No se nos olvide nunca que en cada
corazón humano hay un surco abierto, preparado para recibir los dones, las
buenas intenciones y mensajes necesarios.
No se nos olvide que nuestro
terreno interior lo tenemos preparado desde que nacemos.
A veces, cuando vemos la cerrazón
de las personas pensamos que no hay nada que hacer y nos permitimos negarles
hasta las sonrisas.
Pero dentro siempre tenemos buena
tierra, aunque esté tapada por deshechos y basuras emocionales, el interior más
íntimo es puro, es sagrado. Así lo tenemos que experimentar en todos, porque
ese interior es el Reino amado del que nos habló Jesús, es la marca de la casa,
si estamos aquí es porque llevamos ese sello divino. No nos fijemos en las
apariencias desastrosas sino en la luz que nos alumbra y nos da vida.
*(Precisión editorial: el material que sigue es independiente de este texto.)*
//! Background render thread.
//!
//! The host keeps its own thread responsive: it starts a job, polls
//! [`RenderEvent`]s off a channel and may raise the cancel flag at any time.

use std::panic::{self, AssertUnwindSafe};
use std::sync::atomic::{AtomicBool, Ordering};
use std::sync::mpsc::{self, Receiver};
use std::sync::{Arc, Mutex, PoisonError};
use std::thread::{self, JoinHandle};
use std::time::{Duration, Instant};

use ember_core::Camera;

use crate::{PixelBuffer, RenderError, RenderOutcome, Renderer};

/// Messages from the render thread to the host.
#[derive(Debug)]
pub enum RenderEvent {
    /// Percentage of the current job done.
    Progress(f32),
    Finished {
        image: PixelBuffer,
        elapsed: Duration,
    },
    /// The job was abandoned; `previous` is the last completed image.
    Cancelled { previous: Option<PixelBuffer> },
    Failed(RenderError),
}

/// Runs one render at a time on a named background thread.
///
/// Every job gets a fresh channel whose only sender lives on the render
/// thread, so the receiver disconnects once the job's final event is out.
pub struct RenderWorker {
    renderer: Arc<Mutex<Renderer>>,
    cancel: Arc<AtomicBool>,
    busy: Arc<AtomicBool>,
    handle: Option<JoinHandle<()>>,
    receiver: Receiver<RenderEvent>,
}

/// Clears the busy flag however the render thread exits.
struct BusyGuard(Arc<AtomicBool>);

impl Drop for BusyGuard {
    fn drop(&mut self) {
        self.0.store(false, Ordering::Release);
    }
}

impl RenderWorker {
    pub fn new(renderer: Renderer) -> Self {
        // Disconnected until the first job starts.
        let (_, receiver) = mpsc::channel();
        Self {
            renderer: Arc::new(Mutex::new(renderer)),
            cancel: Arc::new(AtomicBool::new(false)),
            busy: Arc::new(AtomicBool::new(false)),
            handle: None,
            receiver,
        }
    }

    /// Start rendering `camera` in the background.
    ///
    /// Fails with [`RenderError::Busy`] while a previous job is still running.
    pub fn start(&mut self, camera: Camera) -> Result<(), RenderError> {
        if self.busy.swap(true, Ordering::AcqRel) {
            return Err(RenderError::Busy);
        }
        let guard = BusyGuard(Arc::clone(&self.busy));

        if let Some(previous) = self.handle.take() {
            if previous.join().is_err() {
                log::warn!("Previous render thread panicked");
            }
        }
        self.cancel.store(false, Ordering::Release);

        let renderer = Arc::clone(&self.renderer);
        let cancel = Arc::clone(&self.cancel);
        let (sender, receiver) = mpsc::channel();

        let handle = thread::Builder::new()
            .name("ember-render".into())
            .spawn(move || {
                let _guard = guard;
                let mut renderer = renderer.lock().unwrap_or_else(PoisonError::into_inner);

                let progress_sender = sender.clone();
                let on_progress = move |percent: f32| {
                    // The host may have dropped the receiver; nothing to do then.
                    let _ = progress_sender.send(RenderEvent::Progress(percent));
                };

                let event = run_job(|| renderer.render_with(&camera, &cancel, &on_progress));
                let _ = sender.send(event);
            })?;

        self.receiver = receiver;
        self.handle = Some(handle);
        Ok(())
    }

    /// Ask the running job to stop at its next frame boundary.
    pub fn cancel(&self) {
        if self.is_busy() {
            log::info!("Cancelling render");
        }
        self.cancel.store(true, Ordering::Release);
    }

    pub fn is_busy(&self) -> bool {
        self.busy.load(Ordering::Acquire)
    }

    pub fn try_event(&self) -> Option<RenderEvent> {
        self.receiver.try_recv().ok()
    }

    /// Block until the next event, `None` once the current job has ended and
    /// every event has been taken.
    pub fn recv_event(&self) -> Option<RenderEvent> {
        self.receiver.recv().ok()
    }

    /// Block until the running job, if any, has ended.
    pub fn wait(&mut self) -> Result<(), RenderError> {
        match self.handle.take() {
            Some(handle) => handle.join().map_err(|_| RenderError::WorkerPanicked),
            None => Ok(()),
        }
    }

    /// Access the renderer between jobs, for example to swap the scene.
    ///
    /// Blocks while a job is running.
    pub fn with_renderer<R>(&self, f: impl FnOnce(&mut Renderer) -> R) -> R {
        let mut renderer = self.renderer.lock().unwrap_or_else(PoisonError::into_inner);
        f(&mut renderer)
    }
}

/// Run one job and turn its result, or its panic, into the final event.
fn run_job(job: impl FnOnce() -> Result<RenderOutcome, RenderError>) -> RenderEvent {
    let start = Instant::now();
    match panic::catch_unwind(AssertUnwindSafe(job)) {
        Ok(Ok(RenderOutcome::Completed(image))) => RenderEvent::Finished {
            image,
            elapsed: start.elapsed(),
        },
        Ok(Ok(RenderOutcome::Cancelled { previous })) => RenderEvent::Cancelled { previous },
        Ok(Err(err)) => {
            log::warn!("Render failed: {err}");
            RenderEvent::Failed(err)
        }
        Err(_) => {
            log::error!("Render job panicked");
            RenderEvent::Failed(RenderError::WorkerPanicked)
        }
    }
}

impl Drop for RenderWorker {
    fn drop(&mut self) {
        self.cancel.store(true, Ordering::Release);
        if let Some(handle) = self.handle.take() {
            let _ = handle.join();
        }
    }
}
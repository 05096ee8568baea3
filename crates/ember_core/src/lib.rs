//! Ember Core - scene description and render configuration.
//!
//! This crate provides the types a host hands to the renderer:
//!
//! - **Geometry**: `Vertex`, `Triangle`, `Mesh`
//! - **Scene**: `Material`, `Light`, `ObjectDesc`, `SceneDesc`
//! - **Camera**: the `Camera` descriptor
//! - **Settings**: `RenderSettings`, loadable from JSON
//!
//! # Example
//!
//! ```ignore
//! use ember_core::{Mesh, Material, ObjectDesc, SceneDesc};
//!
//! let mut scene = SceneDesc::new();
//! let grey = scene.add_material(Material::matte(Color::splat(0.7)));
//! let floor = Mesh::quad("floor", Vec3::ZERO, Vec3::Z * 5.0, Vec3::X * 5.0)?;
//! scene.add_object(ObjectDesc::new("floor", Arc::new(floor), grey));
//! ```

pub mod camera;
pub mod error;
pub mod mesh;
pub mod scene;
pub mod settings;

// Re-export commonly used types
pub use camera::Camera;
pub use error::{SceneError, SceneResult};
pub use mesh::{Mesh, Triangle, Vertex};
pub use scene::{Light, Material, ObjectDesc, SceneDesc, Surface};
pub use settings::{
    AmbientOcclusionSettings, AntialiasingKind, AntialiasingSettings, FocusKind, FocusSettings,
    MirrorSettings, MotionBlurSettings, PathTracingSettings, PointGiSettings, ProgressSettings,
    RenderSettings, ShadowMode, ShadowSettings,
};
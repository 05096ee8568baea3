//! Ember Renderer - offline CPU ray tracing.
//!
//! Builds a k-d tree per object and renders images with:
//! - Antialiasing, depth of field and motion blur
//! - Ambient, Lambertian and Phong shading with hard or soft shadows
//! - Ambient occlusion
//! - Indirect diffuse light, by recursive path tracing or from a surfel cloud
//! - Mirror and thin glass materials
//!
//! A [`Renderer`] renders synchronously; a [`RenderWorker`] runs it on a
//! background thread and reports progress over a channel.

mod accumulator;
pub mod ambient_occlusion;
pub mod brdf;
mod error;
mod kd_tree;
mod object;
pub mod path_tracer;
pub mod pbgi;
mod progress;
mod ray;
mod renderer;
pub mod sampling;
mod scene;
pub mod shading;
pub mod shadow;
mod worker;

pub use accumulator::{to_rgb8, ColorAccumulator};
pub use error::RenderError;
pub use kd_tree::{KdNode, KdNodeKind, KdTree, NodeId, LEAF_TRIANGLE_THRESHOLD};
pub use object::SceneObject;
pub use progress::Progress;
pub use ray::{Ray, RayHit, SELF_HIT_EPSILON};
pub use renderer::{PixelBuffer, RenderOutcome, Renderer};
pub use scene::RenderScene;
pub use shading::ShadingContext;
pub use worker::{RenderEvent, RenderWorker};

/// Re-export math types from ember_math
pub use ember_math::{BoundingBox, Color, Vec2, Vec3};
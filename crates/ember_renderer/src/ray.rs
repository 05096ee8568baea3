//! Ray state and the primitive intersection routines.
//!
//! A [`Ray`] carries its own "closest hit so far" record. Every successful
//! test against a triangle tightens that record, so a ray can be pushed through
//! any number of primitives and ends up holding the nearest one.

use ember_core::Vertex;
use ember_math::{BoundingBox, Vec2, Vec3};

/// Offset applied along rays that leave a surface, to avoid hitting it again.
pub const SELF_HIT_EPSILON: f32 = 1e-3;

/// Below this a determinant or dot product is treated as zero.
const PARALLEL_EPSILON: f32 = 1e-9;

/// True for a triangle too small to ever be hit.
pub(crate) fn is_degenerate(vertices: [&Vertex; 3]) -> bool {
    let [v0, v1, v2] = vertices;
    let area = (v1.position - v0.position).cross(v2.position - v0.position);
    area.length_squared() < PARALLEL_EPSILON * PARALLEL_EPSILON
}

/// Closest intersection recorded on a ray.
#[derive(Debug, Clone, Copy, PartialEq)]
pub struct RayHit {
    /// Squared distance from the ray origin.
    pub distance_squared: f32,
    pub position: Vec3,
    /// Interpolated unit shading normal.
    pub normal: Vec3,
    /// Scene object index, filled in by the scene intersector.
    pub object: Option<usize>,
    pub triangle: usize,
    /// Barycentric weights of vertices 1 and 2.
    pub uv: Vec2,
}

impl RayHit {
    #[inline]
    pub fn distance(&self) -> f32 {
        self.distance_squared.sqrt()
    }
}

/// A ray with mutable nearest-hit bookkeeping.
#[derive(Debug, Clone, Copy)]
pub struct Ray {
    origin: Vec3,
    /// Unit direction, or zero for a degenerate ray that never hits.
    direction: Vec3,
    /// Hits at or beyond this squared distance are ignored.
    limit_squared: f32,
    hit: Option<RayHit>,
}

impl Ray {
    /// Create an unbounded ray. The direction is normalized.
    #[inline]
    pub fn new(origin: Vec3, direction: Vec3) -> Self {
        Self {
            origin,
            direction: direction.normalize_or_zero(),
            limit_squared: f32::INFINITY,
            hit: None,
        }
    }

    /// Create a ray that only reports hits closer than `max_distance`.
    #[inline]
    pub fn with_limit(origin: Vec3, direction: Vec3, max_distance: f32) -> Self {
        Self {
            limit_squared: max_distance * max_distance,
            ..Self::new(origin, direction)
        }
    }

    #[inline]
    pub fn origin(&self) -> Vec3 {
        self.origin
    }

    #[inline]
    pub fn direction(&self) -> Vec3 {
        self.direction
    }

    /// Point at distance `t` along the ray.
    #[inline]
    pub fn at(&self, t: f32) -> Vec3 {
        self.origin + t * self.direction
    }

    #[inline]
    pub fn has_intersection(&self) -> bool {
        self.hit.is_some()
    }

    #[inline]
    pub fn hit(&self) -> Option<&RayHit> {
        self.hit.as_ref()
    }

    #[inline]
    pub fn into_hit(self) -> Option<RayHit> {
        self.hit
    }

    /// Squared distance a new hit has to beat.
    #[inline]
    pub fn best_distance_squared(&self) -> f32 {
        self.hit
            .map(|hit| hit.distance_squared)
            .unwrap_or(self.limit_squared)
    }

    /// Tag the current hit with the scene object it belongs to.
    pub fn set_object(&mut self, object: usize) {
        if let Some(hit) = self.hit.as_mut() {
            hit.object = Some(object);
        }
    }

    /// Forget the recorded hit, keeping origin, direction and limit.
    pub fn clear_hit(&mut self) {
        self.hit = None;
    }

    /// Plane/barycentric test against one triangle.
    ///
    /// The triangle plane normal is oriented to agree with vertex 0's normal,
    /// and triangles seen from behind are rejected. On success the hit replaces
    /// the current record only if it is closer.
    pub fn intersect_triangle(&mut self, vertices: [&Vertex; 3], triangle: usize) -> bool {
        let [v0, v1, v2] = vertices;
        let (p0, p1, p2) = (v0.position, v1.position, v2.position);

        if is_degenerate(vertices) {
            return false;
        }
        let mut plane_normal = (p1 - p0).cross(p2 - p0);
        let area_sq = plane_normal.length_squared();
        if plane_normal.dot(v0.normal) < 0.0 {
            plane_normal = -plane_normal;
        }

        // Back-facing or parallel.
        let denom = plane_normal.dot(self.direction);
        if denom > -PARALLEL_EPSILON {
            return false;
        }

        let t = plane_normal.dot(p0 - self.origin) / denom;
        if t <= 0.0 {
            return false;
        }
        let point = self.at(t);

        // Each weight is the signed area opposite its vertex.
        let w0 = (p1 - point).cross(p2 - point).dot(plane_normal) / area_sq;
        let w1 = (p2 - point).cross(p0 - point).dot(plane_normal) / area_sq;
        let w2 = 1.0 - w0 - w1;
        if !(0.0..=1.0).contains(&w0) || !(0.0..=1.0).contains(&w1) || w0 + w1 > 1.0 {
            return false;
        }

        let distance_squared = (point - self.origin).length_squared();
        if distance_squared >= self.best_distance_squared() {
            return false;
        }

        let normal = (v0.normal * w0 + v1.normal * w1 + v2.normal * w2)
            .try_normalize()
            .unwrap_or_else(|| plane_normal.normalize());

        self.hit = Some(RayHit {
            distance_squared,
            position: point,
            normal,
            object: None,
            triangle,
            uv: Vec2::new(w1, w2),
        });
        true
    }

    /// Squared distance to the point where the ray enters `bounds`, zero when
    /// the origin is inside.
    #[inline]
    pub fn intersect_box(&self, bounds: &BoundingBox) -> Option<f32> {
        bounds
            .intersect(self.origin, self.direction)
            .map(|entry| (entry - self.origin).length_squared())
    }

    /// Distance along the ray to a two-sided disc, if it is hit.
    pub fn intersect_disc(&self, center: Vec3, normal: Vec3, radius: f32) -> Option<f32> {
        let denom = normal.dot(self.direction);
        if denom.abs() < PARALLEL_EPSILON {
            return None;
        }
        let t = normal.dot(center - self.origin) / denom;
        if !t.is_finite() || t <= SELF_HIT_EPSILON {
            return None;
        }
        if (self.at(t) - center).length_squared() > radius * radius {
            return None;
        }
        Some(t)
    }
}

#[cfg(test)]
mod tests {
    use super::*;

    fn facing_z() -> [Vertex; 3] {
        [
            Vertex::new(Vec3::new(-1.0, -1.0, 0.0), Vec3::Z),
            Vertex::new(Vec3::new(1.0, -1.0, 0.0), Vec3::Z),
            Vertex::new(Vec3::new(0.0, 1.0, 0.0), Vec3::Z),
        ]
    }

    fn refs(v: &[Vertex; 3]) -> [&Vertex; 3] {
        [&v[0], &v[1], &v[2]]
    }

    #[test]
    fn test_ray_at() {
        let ray = Ray::new(Vec3::ZERO, Vec3::new(2.0, 0.0, 0.0));
        assert_eq!(ray.direction(), Vec3::X);
        assert_eq!(ray.at(2.5), Vec3::new(2.5, 0.0, 0.0));
    }

    #[test]
    fn test_triangle_hit_facing_z() {
        let tri = facing_z();
        let mut ray = Ray::new(Vec3::new(0.0, 0.0, 5.0), Vec3::new(0.0, 0.0, -1.0));

        assert!(ray.intersect_triangle(refs(&tri), 0));
        let hit = ray.hit().unwrap();
        assert!((hit.position - Vec3::ZERO).length() < 1e-6);
        assert!((hit.normal - Vec3::Z).length() < 1e-6);
        assert!((hit.distance_squared - 25.0).abs() < 1e-4);
        assert!((hit.distance() - 5.0).abs() < 1e-5);
    }

    #[test]
    fn test_triangle_back_face_rejected() {
        let tri = facing_z();
        let mut ray = Ray::new(Vec3::new(0.0, 0.0, -5.0), Vec3::Z);
        assert!(!ray.intersect_triangle(refs(&tri), 0));
        assert!(!ray.has_intersection());
    }

    #[test]
    fn test_triangle_behind_origin_rejected() {
        let tri = facing_z();
        let mut ray = Ray::new(Vec3::new(0.0, 0.0, -5.0), -Vec3::Z);
        assert!(!ray.intersect_triangle(refs(&tri), 0));
    }

    #[test]
    fn test_triangle_outside_rejected() {
        let tri = facing_z();
        let mut ray = Ray::new(Vec3::new(3.0, 0.0, 5.0), -Vec3::Z);
        assert!(!ray.intersect_triangle(refs(&tri), 0));
    }

    #[test]
    fn test_only_closer_hits_replace() {
        let near = facing_z();
        let far: [Vertex; 3] = near.map(|v| Vertex::new(v.position - Vec3::Z * 2.0, v.normal));
        let mut ray = Ray::new(Vec3::new(0.0, 0.0, 5.0), -Vec3::Z);

        assert!(ray.intersect_triangle(refs(&near), 0));
        assert!(!ray.intersect_triangle(refs(&far), 1));
        assert_eq!(ray.hit().unwrap().triangle, 0);

        let mut ray = Ray::new(Vec3::new(0.0, 0.0, 5.0), -Vec3::Z);
        assert!(ray.intersect_triangle(refs(&far), 1));
        assert!(ray.intersect_triangle(refs(&near), 0));
        assert_eq!(ray.hit().unwrap().triangle, 0);
    }

    #[test]
    fn test_limit_excludes_far_hits() {
        let tri = facing_z();
        let mut ray = Ray::with_limit(Vec3::new(0.0, 0.0, 5.0), -Vec3::Z, 4.0);
        assert!(!ray.intersect_triangle(refs(&tri), 0));
    }

    #[test]
    fn test_interpolated_normal() {
        let tri = [
            Vertex::new(Vec3::new(-1.0, -1.0, 0.0), Vec3::new(-1.0, 0.0, 1.0).normalize()),
            Vertex::new(Vec3::new(1.0, -1.0, 0.0), Vec3::new(1.0, 0.0, 1.0).normalize()),
            Vertex::new(Vec3::new(0.0, 1.0, 0.0), Vec3::Z),
        ];
        let mut ray = Ray::new(Vec3::new(0.9, -0.95, 5.0), -Vec3::Z);

        assert!(ray.intersect_triangle(refs(&tri), 0));
        let normal = ray.hit().unwrap().normal;
        assert!((normal.length() - 1.0).abs() < 1e-5);
        assert!(normal.x > 0.0);
    }

    #[test]
    fn test_degenerate_triangle() {
        let tri = [
            Vertex::new(Vec3::ZERO, Vec3::Z),
            Vertex::new(Vec3::X, Vec3::Z),
            Vertex::new(Vec3::X * 2.0, Vec3::Z),
        ];
        let mut ray = Ray::new(Vec3::new(0.5, 0.0, 5.0), -Vec3::Z);
        assert!(!ray.intersect_triangle(refs(&tri), 0));
    }

    #[test]
    fn test_disc() {
        let ray = Ray::new(Vec3::new(0.0, 5.0, 0.0), -Vec3::Y);
        let t = ray.intersect_disc(Vec3::ZERO, Vec3::Y, 0.5).unwrap();
        assert!((t - 5.0).abs() < 1e-5);

        // Two-sided
        assert!(ray.intersect_disc(Vec3::ZERO, -Vec3::Y, 0.5).is_some());
        // Outside the radius
        let offset = Ray::new(Vec3::new(1.0, 5.0, 0.0), -Vec3::Y);
        assert!(offset.intersect_disc(Vec3::ZERO, Vec3::Y, 0.5).is_none());
        // Parallel
        let parallel = Ray::new(Vec3::new(0.0, 0.0, -5.0), Vec3::Z);
        assert!(parallel.intersect_disc(Vec3::ZERO, Vec3::Y, 0.5).is_none());
    }

    #[test]
    fn test_box_entry_distance() {
        let bounds = BoundingBox::new(Vec3::splat(-1.0), Vec3::splat(1.0));
        let ray = Ray::new(Vec3::new(0.0, 0.0, -5.0), Vec3::Z);
        assert!((ray.intersect_box(&bounds).unwrap() - 16.0).abs() < 1e-4);

        let inside = Ray::new(Vec3::ZERO, Vec3::X);
        assert_eq!(inside.intersect_box(&bounds), Some(0.0));
    }
}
Nuestra misión es recoger las
semillas a nosotros destinadas y también sembrar. Depende de lo que sembremos
así se recogerá, puede ser que no lo recojamos nosotros pero la siembra siempre
da su fruto.
A veces las cosas simbólicas
conviene que las hagamos reales, por eso, propongo que pongamos en nuestras
manos unas cuantas semillas, que las acariciemos, las amemos, nos concentremos
en ellas y pensemos que esas son las semillas de nuestra vida listas para
sembrar.
En la buena siembra nos va la
vida, no importa lo que hagamos ni a qué nos dediquemos si nuestra intención es
buena. Esa es la semilla que se espera de nosotros.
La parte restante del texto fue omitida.